Not a flashback: medical doctor who 'inspired' torture program gets no-bid $31M Army contract
Yes, that is a present-day headline.
Someone pinch me, are we still living under the Bush administration?
A psychologist whose research was used in constructing the US’s program to torture terrorism suspects has been granted a $31-million no-bid Army contract to provide “resilience training” to US soldiers.
Mark Benjamin at Salon.com reports that University of Pennsylvania psychologist Martin Seligman’s research “formed the psychological underpinnings of the Bush administration’s torture program.”
The Army awarded the “sole source” contract in February to the University of Pennsylvania for resilience training, or teaching soldiers to better cope with the psychological strain of multiple combat tours. The university’s Positive Psychology Center, directed by famed psychologist Martin Seligman, is conducting the resilience training.
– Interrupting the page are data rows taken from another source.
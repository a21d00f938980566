use log::{debug, warn};

use crate::api::types::{GameEvent, MediaCommand};
use crate::assets::registry::AssetTracker;
use crate::components::door::Door;
use crate::components::ship::Ship;
use crate::config::{CameraConfig, DebugParams, DoorConfig, SceneConfig, ShipConfig};
use crate::core::scene::BodyRegistry;
use crate::error::{AssetError, ConfigError};
use crate::extensions::transition::{CameraTransition, TransitionEffect, TransitionEngine};
use crate::input::queue::InputQueue;
use crate::renderer::camera::Camera3D;
use crate::systems::effects::EffectsState;

/// Configuration for the engine, provided by the game.
#[derive(Debug, Clone)]
pub struct GameConfig {
    /// Fixed timestep in seconds (default: 1/60).
    pub fixed_dt: f32,
    /// Maximum body instances in the snapshot: sun, planets, moons (default: 32).
    pub max_bodies: usize,
    /// Maximum asteroid instances (default: 2048).
    pub max_asteroids: usize,
    /// Maximum live explosions (default: 64).
    pub max_explosions: usize,
    /// Maximum game events per frame (default: 64).
    pub max_events: usize,
    /// Maximum media commands per frame (default: 16).
    pub max_media: usize,
    /// Seed for orbit phases and belt sampling.
    pub seed: u64,
}

impl Default for GameConfig {
    fn default() -> Self {
        Self {
            fixed_dt: 1.0 / 60.0,
            max_bodies: 32,
            max_asteroids: 2048,
            max_explosions: 64,
            max_events: 64,
            max_media: 16,
            seed: 42,
        }
    }
}

/// The contract the top-level scene controller fulfils.
pub trait Game {
    /// Return engine configuration. Called once before init.
    fn config(&self) -> GameConfig {
        GameConfig::default()
    }

    /// Build the scene. A configuration error here is fatal.
    fn init(&mut self, ctx: &mut EngineContext) -> Result<(), ConfigError>;

    /// Consume this frame's clicks, keys and panel commands.
    fn handle_input(&mut self, ctx: &mut EngineContext, input: &InputQueue);

    /// One fixed simulation step of `dt` seconds.
    fn fixed_update(&mut self, ctx: &mut EngineContext, dt: f32);

    /// Once per rendered frame, after transitions have been applied.
    fn frame(&mut self, _ctx: &mut EngineContext, _frame_dt: f32) {}

    /// The host finished loading an asset.
    fn asset_loaded(&mut self, _ctx: &mut EngineContext, _name: &str) {}

    /// The host failed to load an asset. Never fatal.
    fn asset_failed(&mut self, _ctx: &mut EngineContext, error: AssetError) {
        warn!("{error}");
    }

    /// The browser refused to start playback (autoplay policy).
    fn media_blocked(&mut self, _ctx: &mut EngineContext, error: AssetError) {
        warn!("{error}");
    }
}

/// A media command waiting for its wall-clock time.
#[derive(Debug, Clone, Copy, PartialEq)]
struct PendingMedia {
    due_ms: f64,
    command: MediaCommand,
}

/// Mutable simulation state, passed to every `Game` hook. Owned by the
/// runner and touched only from the frame callback.
pub struct EngineContext {
    pub registry: BodyRegistry,
    pub camera: Camera3D,
    pub transitions: TransitionEngine,
    pub door: Door,
    pub ship: Ship,
    pub effects: EffectsState,
    pub params: DebugParams,
    pub assets: AssetTracker,
    pub events: Vec<GameEvent>,
    pub media: Vec<MediaCommand>,
    pending_media: Vec<PendingMedia>,
    now_ms: f64,
    max_events: usize,
    max_media: usize,
}

impl EngineContext {
    pub fn new(config: &GameConfig) -> Self {
        let scene = SceneConfig::default();
        Self {
            registry: BodyRegistry::default(),
            camera: Camera3D::new(&CameraConfig::default(), scene.corridor),
            transitions: TransitionEngine::new(),
            door: Door::new(&DoorConfig::default()),
            ship: Ship::new(&ShipConfig::default()),
            effects: EffectsState::with_capacity(config.seed, config.max_explosions),
            params: DebugParams::default(),
            assets: AssetTracker::new(),
            events: Vec::with_capacity(config.max_events),
            media: Vec::with_capacity(config.max_media),
            pending_media: Vec::new(),
            now_ms: 0.0,
            max_events: config.max_events,
            max_media: config.max_media,
        }
    }

    /// Timestamp of the current frame in milliseconds.
    pub fn now_ms(&self) -> f64 {
        self.now_ms
    }

    /// Whether a click may start something new: false while a camera
    /// transition is in flight or the door is mid-swing.
    pub fn is_busy(&self) -> bool {
        self.transitions.is_busy() || self.door.is_opening()
    }

    /// Start a camera transition and fire its start effects. Returns false
    /// (and changes nothing) if one is already in flight.
    pub fn begin_transition(&mut self, transition: CameraTransition) -> bool {
        let code = transition.kind.code();
        let duration_ms = transition.duration_ms;
        let Some(effects) = self.transitions.begin(transition) else {
            return false;
        };
        self.emit_event(GameEvent::new(GameEvent::TRANSITION_STARTED, code, duration_ms, 0.0));
        for effect in effects {
            self.apply_effect(effect);
        }
        true
    }

    /// Per-frame wall-clock work: move the camera along the active
    /// transition, fire due media commands and age explosions.
    pub fn advance_frame(&mut self, now_ms: f64) {
        self.now_ms = now_ms;
        if let Some(outcome) = self.transitions.advance(now_ms, &mut self.camera) {
            self.emit_event(GameEvent::new(GameEvent::TRANSITION_FINISHED, outcome.kind.code(), 0.0, 0.0));
            for effect in outcome.effects {
                self.apply_effect(effect);
            }
        }
        self.flush_pending_media();
        self.effects.tick(now_ms);
    }

    fn apply_effect(&mut self, effect: TransitionEffect) {
        match effect {
            TransitionEffect::Media(command) => self.emit_media(command),
            TransitionEffect::DelayedMedia { command, delay_ms } => {
                self.pending_media.push(PendingMedia {
                    due_ms: self.now_ms + f64::from(delay_ms),
                    command,
                });
            }
            TransitionEffect::ResetDoor => self.door.reset(),
        }
    }

    fn flush_pending_media(&mut self) {
        let now = self.now_ms;
        let mut due = Vec::new();
        self.pending_media.retain(|p| {
            if p.due_ms <= now {
                due.push(p.command);
                false
            } else {
                true
            }
        });
        for command in due {
            self.emit_media(command);
        }
    }

    /// Number of media commands still waiting for their time.
    pub fn pending_media_count(&self) -> usize {
        self.pending_media.len()
    }

    /// Emit a game event to be forwarded to the host.
    pub fn emit_event(&mut self, event: GameEvent) {
        if self.events.len() >= self.max_events {
            debug!("event buffer full, dropping kind {}", event.kind);
            return;
        }
        self.events.push(event);
    }

    /// Emit a media command to be forwarded to the host.
    pub fn emit_media(&mut self, command: MediaCommand) {
        if self.media.len() >= self.max_media {
            debug!("media buffer full, dropping {command:?}");
            return;
        }
        self.media.push(command);
    }

    /// Clear per-frame transient data (events, media commands).
    pub fn clear_frame_data(&mut self) {
        self.events.clear();
        self.media.clear();
    }
}

impl Default for EngineContext {
    fn default() -> Self {
        Self::new(&GameConfig::default())
    }
}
Army contracting documents show that nobody else was allowed to bid on the resilience-training contract because “there is only one responsible source due to a unique capability provided, and no other supplies or services will satisfy agency requirements.” And yet, Salon was able to identify resilience training experts at other institutions around the country, including the University of Maryland and the Mayo Clinic. In fact, in 2008 the Marine Corps launched a project with UCLA to conduct resilience training for Marines and their families at nine military bases across the United States and in Okinawa, Japan.
In a 2009 article, the New York Times described Seligman’s small but crucial role in the establishment of the “enhanced interrogation techniques” used on terrorism suspects before the techniques were suspended in 2008.